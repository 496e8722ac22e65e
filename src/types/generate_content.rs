//! Request and response bodies of the `generateContent` call.

use serde::{Deserialize, Serialize};

use crate::types::{GenerationConfig, HistoryRole, ModelHistoryEntry};

/// A single text part of a content block.
#[derive(Debug, Clone, PartialEq, Eq, Serialize, Deserialize)]
pub struct Part {
    /// The text of the part.  Non-text parts deserialize with no text.
    #[serde(default, skip_serializing_if = "Option::is_none")]
    pub text: Option<String>,
}

impl Part {
    /// Create a text part.
    pub fn text(text: impl Into<String>) -> Self {
        Self {
            text: Some(text.into()),
        }
    }
}

/// A role-tagged block of parts.
#[derive(Debug, Clone, PartialEq, Eq, Serialize, Deserialize)]
pub struct Content {
    /// The author of the content; omitted for system instructions.
    #[serde(default, skip_serializing_if = "Option::is_none")]
    pub role: Option<HistoryRole>,

    /// The parts making up the content.
    #[serde(default)]
    pub parts: Vec<Part>,
}

impl Content {
    /// Create a content block with a single text part.
    pub fn new(role: Option<HistoryRole>, text: impl Into<String>) -> Self {
        Self {
            role,
            parts: vec![Part::text(text)],
        }
    }

    /// Concatenates the text of every part.
    pub fn text(&self) -> String {
        self.parts
            .iter()
            .filter_map(|part| part.text.as_deref())
            .collect()
    }
}

impl From<&ModelHistoryEntry> for Content {
    fn from(entry: &ModelHistoryEntry) -> Self {
        Content::new(Some(entry.role), entry.content.clone())
    }
}

/// The body posted to `models/{model}:generateContent`.
#[derive(Debug, Clone, PartialEq, Serialize, Deserialize)]
#[serde(rename_all = "camelCase")]
pub struct GenerateContentRequest {
    /// The full conversation, oldest turn first.
    pub contents: Vec<Content>,

    /// Instruction applied to the whole conversation.
    #[serde(skip_serializing_if = "Option::is_none")]
    pub system_instruction: Option<Content>,

    /// Sampling parameters.
    #[serde(skip_serializing_if = "Option::is_none")]
    pub generation_config: Option<GenerationConfig>,
}

impl GenerateContentRequest {
    /// Builds a request that replays `history`, ending with `message`.
    ///
    /// `history` normally already ends with the user entry for `message`; if
    /// it does not, that entry is appended so the model always sees the
    /// question last.
    pub fn from_history(history: &[ModelHistoryEntry], message: &str) -> Self {
        let mut contents: Vec<Content> = history.iter().map(Content::from).collect();
        let ends_with_message = history
            .last()
            .map(|last| last.is_user() && last.content == message)
            .unwrap_or(false);
        if !ends_with_message {
            contents.push(Content::new(Some(HistoryRole::User), message));
        }
        Self {
            contents,
            system_instruction: None,
            generation_config: None,
        }
    }

    /// Sets the system instruction.
    pub fn with_system_instruction(mut self, instruction: Option<&str>) -> Self {
        self.system_instruction = instruction
            .filter(|text| !text.trim().is_empty())
            .map(|text| Content::new(None, text));
        self
    }

    /// Sets the sampling parameters.
    pub fn with_generation_config(mut self, config: GenerationConfig) -> Self {
        self.generation_config = Some(config);
        self
    }
}

/// One generated reply.
#[derive(Debug, Clone, PartialEq, Eq, Serialize, Deserialize)]
#[serde(rename_all = "camelCase")]
pub struct Candidate {
    /// The generated content, absent when generation was stopped early.
    #[serde(default)]
    pub content: Option<Content>,

    /// Why generation stopped, e.g. `STOP`, `MAX_TOKENS`, `SAFETY`.
    #[serde(default)]
    pub finish_reason: Option<String>,
}

/// Feedback about the prompt itself.
#[derive(Debug, Clone, PartialEq, Eq, Serialize, Deserialize)]
#[serde(rename_all = "camelCase")]
pub struct PromptFeedback {
    /// Set when the prompt was blocked.
    #[serde(default)]
    pub block_reason: Option<String>,
}

/// Token accounting for a request.
#[derive(Debug, Copy, Clone, Default, PartialEq, Eq, Serialize, Deserialize)]
#[serde(rename_all = "camelCase")]
pub struct UsageMetadata {
    /// Tokens in the prompt, history included.
    #[serde(default)]
    pub prompt_token_count: u64,

    /// Tokens in the generated candidates.
    #[serde(default)]
    pub candidates_token_count: u64,

    /// Sum of prompt and candidate tokens.
    #[serde(default)]
    pub total_token_count: u64,
}

/// The body returned by `generateContent`.
#[derive(Debug, Clone, PartialEq, Eq, Serialize, Deserialize)]
#[serde(rename_all = "camelCase")]
pub struct GenerateContentResponse {
    /// Generated replies; the first one is used.
    #[serde(default)]
    pub candidates: Vec<Candidate>,

    /// Prompt feedback, present when the prompt was filtered.
    #[serde(default)]
    pub prompt_feedback: Option<PromptFeedback>,

    /// Token accounting.
    #[serde(default)]
    pub usage_metadata: Option<UsageMetadata>,
}

/// What a response amounts to once interpreted.
#[derive(Debug, Clone, PartialEq, Eq)]
pub enum CompletionOutcome {
    /// The model replied with this text.
    Text(String),

    /// The prompt or reply was filtered for the given reason.
    Blocked(String),

    /// The response carried no candidates at all.
    Empty,
}

impl GenerateContentResponse {
    /// Interprets the response as a single completion.
    pub fn outcome(&self) -> CompletionOutcome {
        if let Some(reason) = self
            .prompt_feedback
            .as_ref()
            .and_then(|feedback| feedback.block_reason.clone())
        {
            return CompletionOutcome::Blocked(reason);
        }
        let Some(candidate) = self.candidates.first() else {
            return CompletionOutcome::Empty;
        };
        let text = candidate
            .content
            .as_ref()
            .map(Content::text)
            .unwrap_or_default();
        if text.is_empty() {
            let reason = candidate
                .finish_reason
                .clone()
                .unwrap_or_else(|| "NO_TEXT".to_string());
            return CompletionOutcome::Blocked(reason);
        }
        CompletionOutcome::Text(text)
    }
}
//! Cancellation of an in-flight round trip.

use std::sync::atomic::{AtomicBool, Ordering};

use tokio::sync::Notify;

/// A latch set from a signal handler and awaited by the controller.
///
/// Once triggered it stays set until [`Interrupt::reset`] is called, so a
/// trigger that lands before anyone waits is not lost.
#[derive(Debug, Default)]
pub struct Interrupt {
    flag: AtomicBool,
    notify: Notify,
}

impl Interrupt {
    /// Creates an untriggered interrupt.
    pub fn new() -> Self {
        Self::default()
    }

    /// Sets the latch and wakes every waiter.
    pub fn trigger(&self) {
        self.flag.store(true, Ordering::SeqCst);
        self.notify.notify_waiters();
    }

    /// Clears the latch.
    pub fn reset(&self) {
        self.flag.store(false, Ordering::SeqCst);
    }

    /// Returns true if the latch is set.
    pub fn is_triggered(&self) -> bool {
        self.flag.load(Ordering::SeqCst)
    }

    /// Completes once the latch is set.
    pub async fn triggered(&self) {
        loop {
            // Register before checking the flag so a concurrent trigger wakes us.
            let notified = self.notify.notified();
            if self.is_triggered() {
                return;
            }
            notified.await;
        }
    }
}

#[cfg(test)]
mod tests {
    use super::*;
    use std::sync::Arc;
    use std::time::Duration;

    #[tokio::test]
    async fn trigger_before_wait_is_seen() {
        let interrupt = Interrupt::new();
        interrupt.trigger();
        tokio::time::timeout(Duration::from_secs(1), interrupt.triggered())
            .await
            .expect("latched trigger should complete immediately");
    }

    #[tokio::test]
    async fn trigger_wakes_waiter() {
        let interrupt = Arc::new(Interrupt::new());
        let waiter = {
            let interrupt = Arc::clone(&interrupt);
            tokio::spawn(async move { interrupt.triggered().await })
        };
        tokio::task::yield_now().await;
        interrupt.trigger();
        tokio::time::timeout(Duration::from_secs(1), waiter)
            .await
            .expect("waiter should wake")
            .unwrap();
    }

    #[tokio::test]
    async fn reset_clears_latch() {
        let interrupt = Interrupt::new();
        interrupt.trigger();
        assert!(interrupt.is_triggered());
        interrupt.reset();
        assert!(!interrupt.is_triggered());
        let waited = tokio::time::timeout(Duration::from_millis(10), interrupt.triggered()).await;
        assert!(waited.is_err());
    }
}
/// Extracts the reply text from a decoded response.
pub fn completion_text(response: GenerateContentResponse) -> Result<String> {
    match response.outcome() {
        CompletionOutcome::Text(text) => Ok(text),
        CompletionOutcome::Blocked(reason) => Err(Error::blocked(
            "the model did not return any text for this message",
            reason,
        )),
        CompletionOutcome::Empty => Err(Error::serialization(
            "response contained no candidates",
            None,
        )),
    }
}

/// Maps a non-success HTTP status and its body onto an [`Error`].
pub fn error_from_status(status_code: u16, body: &str, retry_after: Option<u64>) -> Error {
    #[derive(Deserialize)]
    struct ErrorResponse {
        error: Option<ErrorDetail>,
    }

    #[derive(Deserialize)]
    struct ErrorDetail {
        message: Option<String>,
        status: Option<String>,
        #[serde(default)]
        details: Vec<serde_json::Value>,
    }

    let parsed = serde_json::from_str::<ErrorResponse>(body)
        .ok()
        .and_then(|e| e.error);
    let status = parsed.as_ref().and_then(|e| e.status.clone());
    let message = parsed
        .as_ref()
        .and_then(|e| e.message.clone())
        .unwrap_or_else(|| body.trim().to_string());
    let key_invalid = parsed
        .as_ref()
        .map(|e| {
            e.details
                .iter()
                .any(|d| d.get("reason").and_then(|r| r.as_str()) == Some("API_KEY_INVALID"))
        })
        .unwrap_or(false);

    // Gemini reports a bad key as a 400 with a reason in the details.
    if key_invalid || status.as_deref() == Some("UNAUTHENTICATED") {
        return Error::authentication(message);
    }

    match status_code {
        400 => Error::bad_request(message),
        401 => Error::authentication(message),
        403 => Error::permission(message),
        404 => Error::not_found(message),
        408 => Error::timeout(message, None),
        429 => Error::rate_limit(message, retry_after),
        500 => Error::internal_server(message),
        502..=504 => Error::service_unavailable(message, retry_after),
        _ => Error::api(status_code, status, message),
    }
}

fn normalize_base_url(base_url: &str) -> Result<String> {
    let mut url = url::Url::parse(base_url)?;
    if url.cannot_be_a_base() {
        return Err(Error::url(
            format!("{base_url} cannot be used as a base URL"),
            None,
        ));
    }
    if !url.path().ends_with('/') {
        let path = format!("{}/", url.path());
        url.set_path(&path);
    }
    Ok(url.to_string())
}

### [TASK INSTRUCTIONS]
The task calls for every line of the material that contains the string "details".

### [PROBLEM SOLUTION]
        details: Vec<serde_json::Value>,
            e.details
    // Gemini reports a bad key as a 400 with a reason in the details.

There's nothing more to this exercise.